Data excerpts >>

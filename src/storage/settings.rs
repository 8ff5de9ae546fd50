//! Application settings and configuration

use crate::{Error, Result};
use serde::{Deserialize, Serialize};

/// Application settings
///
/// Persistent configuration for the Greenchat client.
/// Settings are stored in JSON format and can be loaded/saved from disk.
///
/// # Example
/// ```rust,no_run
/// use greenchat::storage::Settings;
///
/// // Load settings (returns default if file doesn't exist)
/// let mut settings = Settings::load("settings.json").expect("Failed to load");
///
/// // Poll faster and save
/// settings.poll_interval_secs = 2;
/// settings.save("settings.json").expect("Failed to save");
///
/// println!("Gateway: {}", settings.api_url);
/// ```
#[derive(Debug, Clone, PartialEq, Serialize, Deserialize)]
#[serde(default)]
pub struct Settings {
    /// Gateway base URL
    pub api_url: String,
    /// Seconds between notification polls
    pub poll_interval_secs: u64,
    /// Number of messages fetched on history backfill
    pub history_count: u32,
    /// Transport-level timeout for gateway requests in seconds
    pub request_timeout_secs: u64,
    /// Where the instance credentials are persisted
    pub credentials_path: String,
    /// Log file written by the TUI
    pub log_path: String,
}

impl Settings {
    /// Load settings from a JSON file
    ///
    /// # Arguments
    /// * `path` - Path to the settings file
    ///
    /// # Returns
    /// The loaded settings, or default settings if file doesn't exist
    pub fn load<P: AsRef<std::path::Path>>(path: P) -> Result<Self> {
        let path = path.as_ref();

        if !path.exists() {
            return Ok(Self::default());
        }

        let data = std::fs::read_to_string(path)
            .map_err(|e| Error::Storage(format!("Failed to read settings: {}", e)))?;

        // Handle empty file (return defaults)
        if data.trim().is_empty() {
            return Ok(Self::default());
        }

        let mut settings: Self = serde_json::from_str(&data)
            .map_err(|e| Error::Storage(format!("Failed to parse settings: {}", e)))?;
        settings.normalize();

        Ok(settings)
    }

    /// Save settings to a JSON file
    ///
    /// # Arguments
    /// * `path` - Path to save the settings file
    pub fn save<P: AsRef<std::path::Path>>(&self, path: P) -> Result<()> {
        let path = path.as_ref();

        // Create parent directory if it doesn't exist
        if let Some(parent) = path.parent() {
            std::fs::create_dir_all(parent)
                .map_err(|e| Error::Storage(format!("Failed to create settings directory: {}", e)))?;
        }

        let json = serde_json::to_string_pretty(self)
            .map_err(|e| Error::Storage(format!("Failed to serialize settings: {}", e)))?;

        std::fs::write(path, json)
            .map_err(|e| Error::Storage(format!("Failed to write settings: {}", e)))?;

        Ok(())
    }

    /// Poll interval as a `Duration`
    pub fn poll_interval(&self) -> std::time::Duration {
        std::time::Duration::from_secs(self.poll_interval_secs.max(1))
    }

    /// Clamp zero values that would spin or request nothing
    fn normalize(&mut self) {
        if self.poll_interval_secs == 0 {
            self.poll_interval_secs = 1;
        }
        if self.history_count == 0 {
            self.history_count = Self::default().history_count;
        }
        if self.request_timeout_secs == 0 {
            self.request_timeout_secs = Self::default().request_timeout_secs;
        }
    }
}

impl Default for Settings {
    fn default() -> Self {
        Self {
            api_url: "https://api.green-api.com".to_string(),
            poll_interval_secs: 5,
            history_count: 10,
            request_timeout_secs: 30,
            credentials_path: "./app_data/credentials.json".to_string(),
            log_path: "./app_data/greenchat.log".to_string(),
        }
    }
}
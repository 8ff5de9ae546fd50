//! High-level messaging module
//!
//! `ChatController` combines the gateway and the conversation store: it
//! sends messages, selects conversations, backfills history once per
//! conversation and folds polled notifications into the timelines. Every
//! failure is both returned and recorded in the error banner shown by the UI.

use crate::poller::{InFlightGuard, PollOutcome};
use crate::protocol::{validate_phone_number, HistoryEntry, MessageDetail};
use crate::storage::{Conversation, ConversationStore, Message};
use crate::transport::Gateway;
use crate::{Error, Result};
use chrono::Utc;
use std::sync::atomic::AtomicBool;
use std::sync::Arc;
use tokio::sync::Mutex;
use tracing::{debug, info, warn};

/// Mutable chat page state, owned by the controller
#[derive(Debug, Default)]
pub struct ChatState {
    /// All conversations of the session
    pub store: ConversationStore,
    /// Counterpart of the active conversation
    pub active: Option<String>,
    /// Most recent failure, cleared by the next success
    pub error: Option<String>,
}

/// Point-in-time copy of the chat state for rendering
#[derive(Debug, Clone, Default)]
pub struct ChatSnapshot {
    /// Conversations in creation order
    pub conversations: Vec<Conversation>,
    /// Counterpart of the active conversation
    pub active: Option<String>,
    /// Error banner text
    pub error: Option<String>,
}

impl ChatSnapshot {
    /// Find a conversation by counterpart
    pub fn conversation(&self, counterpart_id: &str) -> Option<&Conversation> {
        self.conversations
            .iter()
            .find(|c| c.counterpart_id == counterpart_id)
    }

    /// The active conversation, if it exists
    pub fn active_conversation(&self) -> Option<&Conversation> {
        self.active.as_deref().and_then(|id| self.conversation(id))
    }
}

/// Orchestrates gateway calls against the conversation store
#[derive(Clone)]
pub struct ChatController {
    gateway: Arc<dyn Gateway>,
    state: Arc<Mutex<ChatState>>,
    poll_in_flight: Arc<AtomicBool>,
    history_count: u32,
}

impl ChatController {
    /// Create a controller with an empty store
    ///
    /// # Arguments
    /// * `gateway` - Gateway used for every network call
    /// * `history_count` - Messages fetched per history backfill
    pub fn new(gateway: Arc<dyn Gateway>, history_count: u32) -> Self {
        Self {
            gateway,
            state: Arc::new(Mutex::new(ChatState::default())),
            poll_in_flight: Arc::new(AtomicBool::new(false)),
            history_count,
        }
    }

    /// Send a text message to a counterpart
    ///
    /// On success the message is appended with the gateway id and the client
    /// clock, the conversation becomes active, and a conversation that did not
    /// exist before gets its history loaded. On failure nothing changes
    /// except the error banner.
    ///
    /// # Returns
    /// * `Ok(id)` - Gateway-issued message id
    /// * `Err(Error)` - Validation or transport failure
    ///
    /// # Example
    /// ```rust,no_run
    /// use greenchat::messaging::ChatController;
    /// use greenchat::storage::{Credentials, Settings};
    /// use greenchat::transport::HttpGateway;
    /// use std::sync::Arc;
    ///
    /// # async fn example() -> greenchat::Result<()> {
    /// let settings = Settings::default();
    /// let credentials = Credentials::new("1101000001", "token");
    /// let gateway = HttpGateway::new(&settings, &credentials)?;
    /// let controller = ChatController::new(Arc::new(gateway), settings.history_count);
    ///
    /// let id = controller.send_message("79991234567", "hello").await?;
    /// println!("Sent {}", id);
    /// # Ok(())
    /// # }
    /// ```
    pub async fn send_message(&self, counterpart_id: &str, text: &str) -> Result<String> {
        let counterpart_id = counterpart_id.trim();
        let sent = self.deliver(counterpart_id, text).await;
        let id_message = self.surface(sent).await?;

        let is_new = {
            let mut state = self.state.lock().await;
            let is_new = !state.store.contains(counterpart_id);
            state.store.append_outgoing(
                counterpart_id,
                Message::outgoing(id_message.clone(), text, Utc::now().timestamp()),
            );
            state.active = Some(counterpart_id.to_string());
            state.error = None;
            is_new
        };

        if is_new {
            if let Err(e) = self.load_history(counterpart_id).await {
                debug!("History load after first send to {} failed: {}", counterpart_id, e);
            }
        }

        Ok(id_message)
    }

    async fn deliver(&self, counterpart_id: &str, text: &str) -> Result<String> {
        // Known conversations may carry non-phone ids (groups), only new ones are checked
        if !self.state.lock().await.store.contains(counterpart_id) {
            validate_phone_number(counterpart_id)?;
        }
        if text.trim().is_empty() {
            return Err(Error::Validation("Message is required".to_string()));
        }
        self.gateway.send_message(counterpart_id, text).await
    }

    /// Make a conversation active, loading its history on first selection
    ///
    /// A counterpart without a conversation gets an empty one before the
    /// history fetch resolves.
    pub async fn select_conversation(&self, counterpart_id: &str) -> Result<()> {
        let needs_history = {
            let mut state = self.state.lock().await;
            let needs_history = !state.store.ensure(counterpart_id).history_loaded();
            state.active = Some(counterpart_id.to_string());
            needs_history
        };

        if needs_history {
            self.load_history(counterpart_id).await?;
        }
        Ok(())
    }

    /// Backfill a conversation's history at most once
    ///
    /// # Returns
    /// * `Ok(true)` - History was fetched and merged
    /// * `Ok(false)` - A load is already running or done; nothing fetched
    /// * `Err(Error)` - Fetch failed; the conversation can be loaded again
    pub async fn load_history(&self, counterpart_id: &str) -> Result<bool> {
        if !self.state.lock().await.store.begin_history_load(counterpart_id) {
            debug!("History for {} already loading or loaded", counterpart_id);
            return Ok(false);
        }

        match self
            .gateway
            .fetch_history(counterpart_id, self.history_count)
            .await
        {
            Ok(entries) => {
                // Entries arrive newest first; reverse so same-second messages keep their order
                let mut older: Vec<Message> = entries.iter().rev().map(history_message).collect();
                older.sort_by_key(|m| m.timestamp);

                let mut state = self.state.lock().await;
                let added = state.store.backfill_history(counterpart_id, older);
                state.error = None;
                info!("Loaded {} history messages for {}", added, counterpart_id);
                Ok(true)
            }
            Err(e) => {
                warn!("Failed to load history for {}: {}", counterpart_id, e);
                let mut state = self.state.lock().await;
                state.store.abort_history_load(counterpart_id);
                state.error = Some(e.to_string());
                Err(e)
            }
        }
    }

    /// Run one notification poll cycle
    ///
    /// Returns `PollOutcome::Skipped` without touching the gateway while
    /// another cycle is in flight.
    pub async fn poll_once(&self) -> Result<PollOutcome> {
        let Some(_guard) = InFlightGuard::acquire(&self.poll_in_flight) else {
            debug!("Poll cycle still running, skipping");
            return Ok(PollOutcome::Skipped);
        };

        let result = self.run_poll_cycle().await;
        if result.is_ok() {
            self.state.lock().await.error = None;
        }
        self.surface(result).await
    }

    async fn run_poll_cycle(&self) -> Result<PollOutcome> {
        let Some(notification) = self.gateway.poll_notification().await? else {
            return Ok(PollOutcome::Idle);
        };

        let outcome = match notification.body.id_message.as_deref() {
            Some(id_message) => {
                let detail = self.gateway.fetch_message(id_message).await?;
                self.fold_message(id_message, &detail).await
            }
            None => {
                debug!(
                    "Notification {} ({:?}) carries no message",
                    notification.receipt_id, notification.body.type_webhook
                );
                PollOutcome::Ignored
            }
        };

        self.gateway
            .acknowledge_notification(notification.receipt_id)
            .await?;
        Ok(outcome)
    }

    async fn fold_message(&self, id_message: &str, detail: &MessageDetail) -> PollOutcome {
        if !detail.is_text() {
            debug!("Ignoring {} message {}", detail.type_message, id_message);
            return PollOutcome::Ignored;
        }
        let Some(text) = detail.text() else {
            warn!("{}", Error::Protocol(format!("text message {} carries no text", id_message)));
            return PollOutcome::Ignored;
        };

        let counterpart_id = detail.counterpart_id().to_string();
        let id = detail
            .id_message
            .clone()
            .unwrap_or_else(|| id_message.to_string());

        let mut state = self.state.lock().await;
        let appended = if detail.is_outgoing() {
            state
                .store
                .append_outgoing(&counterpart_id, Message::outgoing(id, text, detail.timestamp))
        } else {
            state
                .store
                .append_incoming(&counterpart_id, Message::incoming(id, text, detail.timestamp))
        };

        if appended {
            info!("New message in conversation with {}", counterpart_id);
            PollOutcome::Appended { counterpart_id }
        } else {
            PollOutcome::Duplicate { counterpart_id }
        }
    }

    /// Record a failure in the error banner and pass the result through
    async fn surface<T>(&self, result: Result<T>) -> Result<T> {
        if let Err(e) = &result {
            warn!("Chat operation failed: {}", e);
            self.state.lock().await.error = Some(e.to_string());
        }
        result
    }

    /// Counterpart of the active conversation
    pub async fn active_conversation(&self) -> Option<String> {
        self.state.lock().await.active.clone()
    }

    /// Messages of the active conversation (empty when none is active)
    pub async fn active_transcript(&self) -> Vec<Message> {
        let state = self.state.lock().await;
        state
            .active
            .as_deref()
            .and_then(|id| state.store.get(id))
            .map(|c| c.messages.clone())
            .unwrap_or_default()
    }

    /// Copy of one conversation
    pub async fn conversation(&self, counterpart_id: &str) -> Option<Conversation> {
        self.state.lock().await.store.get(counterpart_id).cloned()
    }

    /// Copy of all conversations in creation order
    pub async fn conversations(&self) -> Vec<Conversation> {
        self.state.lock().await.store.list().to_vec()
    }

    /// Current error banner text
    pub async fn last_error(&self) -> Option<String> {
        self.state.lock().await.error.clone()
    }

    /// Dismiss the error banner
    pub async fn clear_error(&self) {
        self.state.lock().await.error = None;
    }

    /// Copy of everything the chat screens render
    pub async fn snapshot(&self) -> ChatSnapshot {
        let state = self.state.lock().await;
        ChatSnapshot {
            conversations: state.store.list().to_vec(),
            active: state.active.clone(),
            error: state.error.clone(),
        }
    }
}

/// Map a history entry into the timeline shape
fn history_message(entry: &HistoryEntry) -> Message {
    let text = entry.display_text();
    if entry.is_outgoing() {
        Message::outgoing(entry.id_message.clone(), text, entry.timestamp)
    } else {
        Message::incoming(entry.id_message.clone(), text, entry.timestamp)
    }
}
--
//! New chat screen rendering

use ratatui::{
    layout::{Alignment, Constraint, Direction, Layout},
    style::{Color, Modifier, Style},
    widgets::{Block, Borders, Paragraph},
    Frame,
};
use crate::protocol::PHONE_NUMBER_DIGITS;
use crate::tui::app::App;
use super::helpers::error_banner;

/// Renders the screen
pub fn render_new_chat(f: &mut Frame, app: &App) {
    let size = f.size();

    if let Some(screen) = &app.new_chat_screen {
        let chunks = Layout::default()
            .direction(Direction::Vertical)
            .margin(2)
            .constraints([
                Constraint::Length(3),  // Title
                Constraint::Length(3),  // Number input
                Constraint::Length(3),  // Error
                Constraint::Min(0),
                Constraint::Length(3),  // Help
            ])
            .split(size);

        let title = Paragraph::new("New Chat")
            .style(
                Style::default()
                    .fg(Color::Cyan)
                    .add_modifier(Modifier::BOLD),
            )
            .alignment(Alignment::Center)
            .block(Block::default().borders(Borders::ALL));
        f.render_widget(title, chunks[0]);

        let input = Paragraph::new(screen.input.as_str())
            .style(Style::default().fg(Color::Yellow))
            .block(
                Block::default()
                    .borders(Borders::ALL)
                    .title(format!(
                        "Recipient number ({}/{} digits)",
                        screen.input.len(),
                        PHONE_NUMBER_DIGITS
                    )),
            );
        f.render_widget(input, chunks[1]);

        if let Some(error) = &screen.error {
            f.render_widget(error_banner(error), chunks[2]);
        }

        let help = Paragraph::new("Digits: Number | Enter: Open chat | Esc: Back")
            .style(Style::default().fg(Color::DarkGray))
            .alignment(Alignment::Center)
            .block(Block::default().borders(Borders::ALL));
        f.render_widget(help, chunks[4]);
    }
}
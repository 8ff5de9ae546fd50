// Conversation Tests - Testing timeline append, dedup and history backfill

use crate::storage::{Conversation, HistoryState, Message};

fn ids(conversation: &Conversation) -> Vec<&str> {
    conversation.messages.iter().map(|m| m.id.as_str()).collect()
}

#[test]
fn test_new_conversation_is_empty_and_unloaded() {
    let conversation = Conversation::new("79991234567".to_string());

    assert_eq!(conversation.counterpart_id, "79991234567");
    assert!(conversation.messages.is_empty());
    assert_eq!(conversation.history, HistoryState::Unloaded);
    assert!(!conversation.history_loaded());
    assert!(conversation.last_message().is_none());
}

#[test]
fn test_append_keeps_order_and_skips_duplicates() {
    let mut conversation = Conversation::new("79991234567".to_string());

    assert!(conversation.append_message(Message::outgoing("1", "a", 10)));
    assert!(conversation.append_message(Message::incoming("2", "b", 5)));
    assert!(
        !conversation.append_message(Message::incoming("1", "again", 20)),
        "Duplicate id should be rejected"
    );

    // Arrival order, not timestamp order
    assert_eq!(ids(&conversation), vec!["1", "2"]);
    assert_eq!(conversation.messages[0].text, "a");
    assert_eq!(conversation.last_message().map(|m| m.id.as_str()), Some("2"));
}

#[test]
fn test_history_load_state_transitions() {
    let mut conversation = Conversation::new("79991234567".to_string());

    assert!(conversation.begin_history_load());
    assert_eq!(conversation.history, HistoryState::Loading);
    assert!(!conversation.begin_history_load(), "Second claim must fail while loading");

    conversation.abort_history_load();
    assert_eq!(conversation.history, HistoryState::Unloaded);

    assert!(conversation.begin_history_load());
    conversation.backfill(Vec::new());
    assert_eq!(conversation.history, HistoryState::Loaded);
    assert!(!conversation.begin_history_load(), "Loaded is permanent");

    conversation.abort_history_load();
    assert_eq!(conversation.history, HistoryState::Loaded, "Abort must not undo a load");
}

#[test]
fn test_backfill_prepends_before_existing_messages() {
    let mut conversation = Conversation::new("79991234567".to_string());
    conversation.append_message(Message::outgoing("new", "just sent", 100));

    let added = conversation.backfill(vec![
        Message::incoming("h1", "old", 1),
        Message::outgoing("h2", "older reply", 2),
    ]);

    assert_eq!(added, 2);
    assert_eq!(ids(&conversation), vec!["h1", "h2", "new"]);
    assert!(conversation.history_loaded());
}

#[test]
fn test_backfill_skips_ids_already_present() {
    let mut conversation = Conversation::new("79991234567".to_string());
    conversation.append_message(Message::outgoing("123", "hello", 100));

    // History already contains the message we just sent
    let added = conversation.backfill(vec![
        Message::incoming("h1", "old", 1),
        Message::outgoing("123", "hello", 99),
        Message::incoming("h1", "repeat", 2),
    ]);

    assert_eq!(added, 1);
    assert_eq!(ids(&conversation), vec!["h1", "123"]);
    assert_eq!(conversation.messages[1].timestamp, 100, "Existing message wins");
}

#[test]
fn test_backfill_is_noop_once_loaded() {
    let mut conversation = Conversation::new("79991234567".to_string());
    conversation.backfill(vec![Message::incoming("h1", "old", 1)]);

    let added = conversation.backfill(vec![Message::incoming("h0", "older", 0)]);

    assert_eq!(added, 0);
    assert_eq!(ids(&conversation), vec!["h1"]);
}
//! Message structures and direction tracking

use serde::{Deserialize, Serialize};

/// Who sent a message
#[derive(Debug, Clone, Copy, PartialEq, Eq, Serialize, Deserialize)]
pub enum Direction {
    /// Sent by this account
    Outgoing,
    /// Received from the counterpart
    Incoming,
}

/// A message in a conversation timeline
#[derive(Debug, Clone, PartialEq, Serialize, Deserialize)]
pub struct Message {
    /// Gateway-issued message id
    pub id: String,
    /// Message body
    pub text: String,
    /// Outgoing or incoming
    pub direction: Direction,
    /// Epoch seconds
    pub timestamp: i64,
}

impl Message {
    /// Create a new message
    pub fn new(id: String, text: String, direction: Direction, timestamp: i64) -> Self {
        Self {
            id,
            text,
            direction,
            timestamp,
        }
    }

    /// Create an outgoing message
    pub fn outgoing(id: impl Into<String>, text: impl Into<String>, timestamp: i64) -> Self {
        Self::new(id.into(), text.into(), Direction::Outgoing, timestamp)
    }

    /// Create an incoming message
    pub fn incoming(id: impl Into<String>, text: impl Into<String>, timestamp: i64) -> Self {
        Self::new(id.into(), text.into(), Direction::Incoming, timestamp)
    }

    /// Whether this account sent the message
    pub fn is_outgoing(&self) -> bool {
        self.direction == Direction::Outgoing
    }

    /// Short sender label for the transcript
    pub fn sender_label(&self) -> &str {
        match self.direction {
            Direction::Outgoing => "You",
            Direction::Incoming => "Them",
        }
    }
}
--
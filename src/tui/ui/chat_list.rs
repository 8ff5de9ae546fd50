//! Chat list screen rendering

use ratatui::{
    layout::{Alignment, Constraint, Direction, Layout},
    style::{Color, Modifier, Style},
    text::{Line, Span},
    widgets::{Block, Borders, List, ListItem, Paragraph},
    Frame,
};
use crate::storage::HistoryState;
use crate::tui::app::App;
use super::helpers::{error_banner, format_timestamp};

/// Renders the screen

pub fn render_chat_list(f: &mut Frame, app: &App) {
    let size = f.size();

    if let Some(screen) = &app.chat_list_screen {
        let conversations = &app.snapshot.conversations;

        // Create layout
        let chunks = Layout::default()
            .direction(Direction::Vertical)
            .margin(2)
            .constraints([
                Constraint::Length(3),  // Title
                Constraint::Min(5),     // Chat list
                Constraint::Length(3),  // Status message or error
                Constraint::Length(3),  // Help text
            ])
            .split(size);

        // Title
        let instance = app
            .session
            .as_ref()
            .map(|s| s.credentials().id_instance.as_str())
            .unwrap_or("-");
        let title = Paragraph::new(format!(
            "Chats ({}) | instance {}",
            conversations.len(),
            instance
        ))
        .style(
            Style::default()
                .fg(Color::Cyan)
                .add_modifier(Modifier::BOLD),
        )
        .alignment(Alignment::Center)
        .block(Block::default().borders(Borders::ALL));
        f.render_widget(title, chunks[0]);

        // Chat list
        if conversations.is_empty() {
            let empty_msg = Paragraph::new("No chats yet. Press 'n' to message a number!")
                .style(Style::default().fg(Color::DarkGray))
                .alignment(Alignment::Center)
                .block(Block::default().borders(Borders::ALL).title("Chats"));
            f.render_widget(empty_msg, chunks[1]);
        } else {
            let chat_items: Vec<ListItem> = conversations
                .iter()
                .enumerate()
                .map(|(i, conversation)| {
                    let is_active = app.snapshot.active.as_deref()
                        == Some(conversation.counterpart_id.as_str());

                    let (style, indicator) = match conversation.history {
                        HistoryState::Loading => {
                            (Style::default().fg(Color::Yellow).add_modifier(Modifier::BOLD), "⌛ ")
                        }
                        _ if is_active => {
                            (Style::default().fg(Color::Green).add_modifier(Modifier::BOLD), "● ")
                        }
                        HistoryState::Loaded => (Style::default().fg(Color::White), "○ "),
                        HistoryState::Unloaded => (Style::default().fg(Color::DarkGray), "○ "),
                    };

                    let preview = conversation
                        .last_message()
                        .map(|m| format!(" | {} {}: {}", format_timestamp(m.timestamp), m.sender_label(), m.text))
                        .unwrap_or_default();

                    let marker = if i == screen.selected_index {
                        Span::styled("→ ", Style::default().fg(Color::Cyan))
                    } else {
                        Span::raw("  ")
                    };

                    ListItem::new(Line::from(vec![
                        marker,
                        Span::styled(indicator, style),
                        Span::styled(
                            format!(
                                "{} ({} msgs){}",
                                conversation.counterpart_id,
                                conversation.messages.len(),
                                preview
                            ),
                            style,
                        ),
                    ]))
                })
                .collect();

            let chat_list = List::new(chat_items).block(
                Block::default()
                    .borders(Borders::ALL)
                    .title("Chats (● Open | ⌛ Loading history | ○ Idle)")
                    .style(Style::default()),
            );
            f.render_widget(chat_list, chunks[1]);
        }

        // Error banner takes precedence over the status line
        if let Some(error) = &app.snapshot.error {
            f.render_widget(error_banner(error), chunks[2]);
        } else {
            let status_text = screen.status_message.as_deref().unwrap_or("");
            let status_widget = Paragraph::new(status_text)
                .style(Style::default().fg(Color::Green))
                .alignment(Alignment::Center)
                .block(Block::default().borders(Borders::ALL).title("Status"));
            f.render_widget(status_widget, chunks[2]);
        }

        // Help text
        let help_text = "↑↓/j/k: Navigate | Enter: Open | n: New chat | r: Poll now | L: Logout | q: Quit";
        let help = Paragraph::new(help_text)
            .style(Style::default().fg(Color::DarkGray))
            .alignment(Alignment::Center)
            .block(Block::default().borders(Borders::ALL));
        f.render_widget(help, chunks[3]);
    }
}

What you are asked to do >> Scan the entries above and show each line that contains the word "InFlightGuard".

Written reply >>
use crate::poller::{InFlightGuard, PollOutcome};
        let Some(_guard) = InFlightGuard::acquire(&self.poll_in_flight) else {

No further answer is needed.